**Given data:**

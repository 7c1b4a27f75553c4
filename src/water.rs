//! The open-water aggregator.
//!
//! All bucket fluxes of a unit end up in its open water. The aggregator runs
//! after every bucket of the unit has been simulated and receives their flux
//! tables.

use std::collections::HashMap;

use chrono::NaiveDateTime;
use polars::prelude::*;

use crate::bucket::{BucketFluxes, BucketId};
use crate::error::{Result, WbError};
use crate::parameters::ParameterSlice;
use crate::schema::series as input;
use crate::schema::{flux, parameters, storage::STORAGE};
use crate::timeseries;
use crate::window::SimWindow;

/// Fluxes and storage of the open water after a simulation run.
#[derive(Debug, Clone)]
pub struct WaterState {
    /// Time-indexed; own fluxes (`p`, `e`, ...) plus `q_oa_<id>`/`q_ui_<id>`
    /// per bucket.
    pub fluxes: DataFrame,
    /// Time-indexed `storage` column.
    pub storage: DataFrame,
}

impl WaterState {
    /// Storage keyed by timestamp.
    pub fn storage_by_time(&self) -> Result<HashMap<NaiveDateTime, f64>> {
        let index = timeseries::time_index(&self.storage)?;
        let values = timeseries::values(&self.storage, STORAGE)?;
        Ok(index.into_iter().zip(values).collect())
    }
}

/// Contract of the open-water element.
pub trait WaterModel: Send + Sync {
    fn id(&self) -> BucketId;

    fn area(&self) -> f64;

    fn simulate(
        &self,
        params: &ParameterSlice,
        window: &SimWindow,
        series: &DataFrame,
        inflows: &[BucketFluxes],
    ) -> Result<WaterState>;
}

/// Open water doing only the bookkeeping.
///
/// Own fluxes come from the unit series: `p = prec × area`,
/// `e = −evap × area`, and `s`, `w`, `x`, `q_out` as given in the `seepage`,
/// `leakage`, `intake` and `outtake` columns (zero when absent; volumes,
/// negative when leaving the water). Storage starts at
/// `(hTarget − hBottom) × area` and accumulates the sum of all columns.
#[derive(Debug, Clone)]
pub struct OpenWater {
    id: BucketId,
    area: f64,
}

impl OpenWater {
    pub fn new(id: BucketId, area: f64) -> Self {
        Self { id, area }
    }

    fn initial_volume(&self, params: &ParameterSlice) -> Result<f64> {
        let target = params.single(parameters::H_TARGET)?;
        let bottom = params.single(parameters::H_BOTTOM)?;
        Ok((target - bottom) * self.area)
    }
}

impl WaterModel for OpenWater {
    fn id(&self) -> BucketId {
        self.id
    }

    fn area(&self) -> f64 {
        self.area
    }

    fn simulate(
        &self,
        params: &ParameterSlice,
        window: &SimWindow,
        series: &DataFrame,
        inflows: &[BucketFluxes],
    ) -> Result<WaterState> {
        let series = timeseries::restrict(series, window)?;
        let index = timeseries::time_index(&series)?;
        if index.windows(2).any(|w| w[0] >= w[1]) {
            return Err(WbError::General(
                "series index must be strictly increasing".into(),
            ));
        }
        let n = index.len();
        let or_zero = |name: &str| -> Result<Vec<f64>> {
            Ok(timeseries::optional_values(&series, name)?.unwrap_or_else(|| vec![0.0; n]))
        };

        let prec = timeseries::values(&series, input::PRECIPITATION)?;
        let evap = timeseries::values(&series, input::EVAPORATION)?;

        let mut columns: Vec<(String, Vec<f64>)> = vec![
            (
                flux::PRECIPITATION.to_string(),
                prec.iter().map(|p| p * self.area).collect(),
            ),
            (
                flux::EVAPORATION.to_string(),
                evap.iter().map(|e| -e * self.area).collect(),
            ),
            (flux::SEEPAGE.to_string(), or_zero(input::SEEPAGE)?),
            (flux::LEAKAGE.to_string(), or_zero(input::LEAKAGE)?),
            (flux::INTAKE.to_string(), or_zero(input::INTAKE)?),
            (flux::OUTTAKE.to_string(), or_zero(input::OUTTAKE)?),
        ];

        for inflow in inflows {
            let times = timeseries::time_index(&inflow.fluxes)?;
            for kind in [flux::OUTFLOW, flux::VERTICAL] {
                let by_time: HashMap<NaiveDateTime, f64> = times
                    .iter()
                    .copied()
                    .zip(timeseries::values(&inflow.fluxes, kind)?)
                    .collect();
                let aligned = index
                    .iter()
                    .map(|t| by_time.get(t).copied().unwrap_or(0.0))
                    .collect();
                columns.push((flux::column(kind, inflow.id), aligned));
            }
        }

        let v0 = self.initial_volume(params)?;
        let storage: Vec<f64> = (0..n)
            .scan(v0, |volume, t| {
                *volume += columns.iter().map(|(_, v)| v[t]).sum::<f64>();
                Some(*volume)
            })
            .collect();

        tracing::debug!(
            water = self.id,
            steps = n,
            buckets = inflows.len(),
            "open water balance computed"
        );

        Ok(WaterState {
            fluxes: timeseries::frame(&index, columns)?,
            storage: timeseries::frame(&index, vec![(STORAGE, storage)])?,
        })
    }
}

#[cfg(test)]
mod tests {
    use super::*;
    use crate::bucket::BucketKind;
    use crate::parameters::ParameterValue;
    use chrono::NaiveDate;

    fn day(d: u32) -> NaiveDateTime {
        NaiveDate::from_ymd_opt(2000, 1, d)
            .unwrap()
            .and_hms_opt(0, 0, 0)
            .unwrap()
    }

    fn levels() -> ParameterSlice {
        ParameterSlice::new(vec![
            ParameterValue {
                code: "hTarget".into(),
                layer_order: 1,
                value: 0.0,
            },
            ParameterValue {
                code: "hBottom".into(),
                layer_order: 1,
                value: -1.0,
            },
        ])
    }

    #[test]
    fn bucket_columns_are_suffixed_and_storage_accumulates() {
        let index = vec![day(1), day(2)];
        let series = timeseries::frame(
            &index,
            vec![
                ("prec", vec![0.01, 0.0]),
                ("evap", vec![0.0, 0.02]),
                ("outtake", vec![0.0, -1.0]),
            ],
        )
        .unwrap();
        let paved = BucketFluxes {
            id: 7,
            kind: BucketKind::Paved,
            area: 10.0,
            fluxes: timeseries::frame(
                &index[1..],
                vec![("q_oa", vec![3.0]), ("q_ui", vec![-0.5])],
            )
            .unwrap(),
        };

        let water = OpenWater::new(9, 100.0);
        let state = water
            .simulate(&levels(), &SimWindow::unbounded(), &series, &[paved])
            .unwrap();

        assert_eq!(
            timeseries::values(&state.fluxes, "q_oa_7").unwrap(),
            vec![0.0, 3.0]
        );
        assert_eq!(timeseries::values(&state.fluxes, "s").unwrap(), vec![0.0, 0.0]);

        let storage = timeseries::values(&state.storage, STORAGE).unwrap();
        assert!((storage[0] - 101.0).abs() < 1e-9);
        assert!((storage[1] - (101.0 - 2.0 - 1.0 + 3.0 - 0.5)).abs() < 1e-9);
    }

    #[test]
    fn levels_are_required() {
        let series = timeseries::frame(&[day(1)], vec![("prec", vec![0.0]), ("evap", vec![0.0])])
            .unwrap();
        let err = OpenWater::new(9, 100.0)
            .simulate(&ParameterSlice::default(), &SimWindow::unbounded(), &series, &[])
            .unwrap_err();
        assert!(matches!(err, WbError::MissingParameter(_)));
    }

    #[test]
    fn levels_on_two_layers_are_ambiguous() {
        let series = timeseries::frame(&[day(1)], vec![("prec", vec![0.0]), ("evap", vec![0.0])])
            .unwrap();
        let mut entries: Vec<ParameterValue> = levels().iter().cloned().collect();
        entries.push(ParameterValue {
            code: "hTarget".into(),
            layer_order: 2,
            value: 0.5,
        });
        let err = OpenWater::new(9, 100.0)
            .simulate(
                &ParameterSlice::new(entries),
                &SimWindow::unbounded(),
                &series,
                &[],
            )
            .unwrap_err();
        assert!(matches!(err, WbError::AmbiguousParameter { count: 2, .. }));
    }
}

**Aim of the exercise:** A faithful copy of all the records is required.

**Task response:**
repository 7c1b4a27f75553c4
filename src/water.rs
//! The open-water aggregator.
//!
//! All bucket fluxes of a unit end up in its open water. The aggregator runs
//! after every bucket of the unit has been simulated and receives their flux
//! tables.

use std::collections::HashMap;

use chrono::NaiveDateTime;
use polars::prelude::*;

use crate::bucket::{BucketFluxes, BucketId};
use crate::error::{Result, WbError};
use crate::parameters::ParameterSlice;
use crate::schema::series as input;
use crate::schema::{flux, parameters, storage::STORAGE};
use crate::timeseries;
use crate::window::SimWindow;

/// Fluxes and storage of the open water after a simulation run.
#[derive(Debug, Clone)]
pub struct WaterState {
    /// Time-indexed; own fluxes (`p`, `e`, ...) plus `q_oa_<id>`/`q_ui_<id>`
    /// per bucket.
    pub fluxes: DataFrame,
    /// Time-indexed `storage` column.
    pub storage: DataFrame,
}

impl WaterState {
    /// Storage keyed by timestamp.
    pub fn storage_by_time(&self) -> Result<HashMap<NaiveDateTime, f64>> {
        let index = timeseries::time_index(&self.storage)?;
        let values = timeseries::values(&self.storage, STORAGE)?;
        Ok(index.into_iter().zip(values).collect())
    }
}

/// Contract of the open-water element.
pub trait WaterModel: Send + Sync {
    fn id(&self) -> BucketId;

    fn area(&self) -> f64;

    fn simulate(
        &self,
        params: &ParameterSlice,
        window: &SimWindow,
        series: &DataFrame,
        inflows: &[BucketFluxes],
    ) -> Result<WaterState>;
}

/// Open water doing only the bookkeeping.
///
/// Own fluxes come from the unit series: `p = prec × area`,
/// `e = −evap × area`, and `s`, `w`, `x`, `q_out` as given in the `seepage`,
/// `leakage`, `intake` and `outtake` columns (zero when absent; volumes,
/// negative when leaving the water). Storage starts at
/// `(hTarget − hBottom) × area` and accumulates the sum of all columns.
#[derive(Debug, Clone)]
pub struct OpenWater {
    id: BucketId,
    area: f64,
}

impl OpenWater {
    pub fn new(id: BucketId, area: f64) -> Self {
        Self { id, area }
    }

    fn initial_volume(&self, params: &ParameterSlice) -> Result<f64> {
        let target = params.single(parameters::H_TARGET)?;
        let bottom = params.single(parameters::H_BOTTOM)?;
        Ok((target - bottom) * self.area)
    }
}

impl WaterModel for OpenWater {
    fn id(&self) -> BucketId {
        self.id
    }

    fn area(&self) -> f64 {
        self.area
    }

    fn simulate(
        &self,
        params: &ParameterSlice,
        window: &SimWindow,
        series: &DataFrame,
        inflows: &[BucketFluxes],
    ) -> Result<WaterState> {
        let series = timeseries::restrict(series, window)?;
        let index = timeseries::time_index(&series)?;
        if index.windows(2).any(|w| w[0] >= w[1]) {
            return Err(WbError::General(
                "series index must be strictly increasing".into(),
            ));
        }
        let n = index.len();
        let or_zero = |name: &str| -> Result<Vec<f64>> {
            Ok(timeseries::optional_values(&series, name)?.unwrap_or_else(|| vec![0.0; n]))
        };

        let prec = timeseries::values(&series, input::PRECIPITATION)?;
        let evap = timeseries::values(&series, input::EVAPORATION)?;

        let mut columns: Vec<(String, Vec<f64>)> = vec![
            (
                flux::PRECIPITATION.to_string(),
                prec.iter().map(|p| p * self.area).collect(),
            ),
            (
                flux::EVAPORATION.to_string(),
                evap.iter().map(|e| -e * self.area).collect(),
            ),
            (flux::SEEPAGE.to_string(), or_zero(input::SEEPAGE)?),
            (flux::LEAKAGE.to_string(), or_zero(input::LEAKAGE)?),
            (flux::INTAKE.to_string(), or_zero(input::INTAKE)?),
            (flux::OUTTAKE.to_string(), or_zero(input::OUTTAKE)?),
        ];

        for inflow in inflows {
            let times = timeseries::time_index(&inflow.fluxes)?;
            for kind in [flux::OUTFLOW, flux::VERTICAL] {
                let by_time: HashMap<NaiveDateTime, f64> = times
                    .iter()
                    .copied()
                    .zip(timeseries::values(&inflow.fluxes, kind)?)
                    .collect();
                let aligned = index
                    .iter()
                    .map(|t| by_time.get(t).copied().unwrap_or(0.0))
                    .collect();
                columns.push((flux::column(kind, inflow.id), aligned));
            }
        }

        let v0 = self.initial_volume(params)?;
        let storage: Vec<f64> = (0..n)
            .scan(v0, |volume, t| {
                *volume += columns.iter().map(|(_, v)| v[t]).sum::<f64>();
                Some(*volume)
            })
            .collect();

        tracing::debug!(
            water = self.id,
            steps = n,
            buckets = inflows.len(),
            "open water balance computed"
        );

        Ok(WaterState {
            fluxes: timeseries::frame(&index, columns)?,
            storage: timeseries::frame(&index, vec![(STORAGE, storage)])?,
        })
    }
}

#[cfg(test)]
mod tests {
    use super::*;
    use crate::bucket::BucketKind;
    use crate::parameters::ParameterValue;
    use chrono::NaiveDate;

    fn day(d: u32) -> NaiveDateTime {
        NaiveDate::from_ymd_opt(2000, 1, d)
            .unwrap()
            .and_hms_opt(0, 0, 0)
            .unwrap()
    }

    fn levels() -> ParameterSlice {
        ParameterSlice::new(vec![
            ParameterValue {
                code: "hTarget".into(),
                layer_order: 1,
                value: 0.0,
            },
            ParameterValue {
                code: "hBottom".into(),
                layer_order: 1,
                value: -1.0,
            },
        ])
    }

    #[test]
    fn bucket_columns_are_suffixed_and_storage_accumulates() {
        let index = vec![day(1), day(2)];
        let series = timeseries::frame(
            &index,
            vec![
                ("prec", vec![0.01, 0.0]),
                ("evap", vec![0.0, 0.02]),
                ("outtake", vec![0.0, -1.0]),
            ],
        )
        .unwrap();
        let paved = BucketFluxes {
            id: 7,
            kind: BucketKind::Paved,
            area: 10.0,
            fluxes: timeseries::frame(
                &index[1..],
                vec![("q_oa", vec![3.0]), ("q_ui", vec![-0.5])],
            )
            .unwrap(),
        };

        let water = OpenWater::new(9, 100.0);
        let state = water
            .simulate(&levels(), &SimWindow::unbounded(), &series, &[paved])
            .unwrap();

        assert_eq!(
            timeseries::values(&state.fluxes, "q_oa_7").unwrap(),
            vec![0.0, 3.0]
        );
        assert_eq!(timeseries::values(&state.fluxes, "s").unwrap(), vec![0.0, 0.0]);

        let storage = timeseries::values(&state.storage, STORAGE).unwrap();
        assert!((storage[0] - 101.0).abs() < 1e-9);
        assert!((storage[1] - (101.0 - 2.0 - 1.0 + 3.0 - 0.5)).abs() < 1e-9);
    }

    #[test]
    fn levels_are_required() {
        let series = timeseries::frame(&[day(1)], vec![("prec", vec![0.0]), ("evap", vec![0.0])])
            .unwrap();
        let err = OpenWater::new(9, 100.0)
            .simulate(&ParameterSlice::default(), &SimWindow::unbounded(), &series, &[])
            .unwrap_err();
        assert!(matches!(err, WbError::MissingParameter(_)));
    }

    #[test]
    fn levels_on_two_layers_are_ambiguous() {
        let series = timeseries::frame(&[day(1)], vec![("prec", vec![0.0]), ("evap", vec![0.0])])
            .unwrap();
        let mut entries: Vec<ParameterValue> = levels().iter().cloned().collect();
        entries.push(ParameterValue {
            code: "hTarget".into(),
            layer_order: 2,
            value: 0.5,
        });
        let err = OpenWater::new(9, 100.0)
            .simulate(
                &ParameterSlice::new(entries),
                &SimWindow::unbounded(),
                &series,
                &[],
            )
            .unwrap_err();
        assert!(matches!(err, WbError::AmbiguousParameter { count: 2, .. }));
    }
}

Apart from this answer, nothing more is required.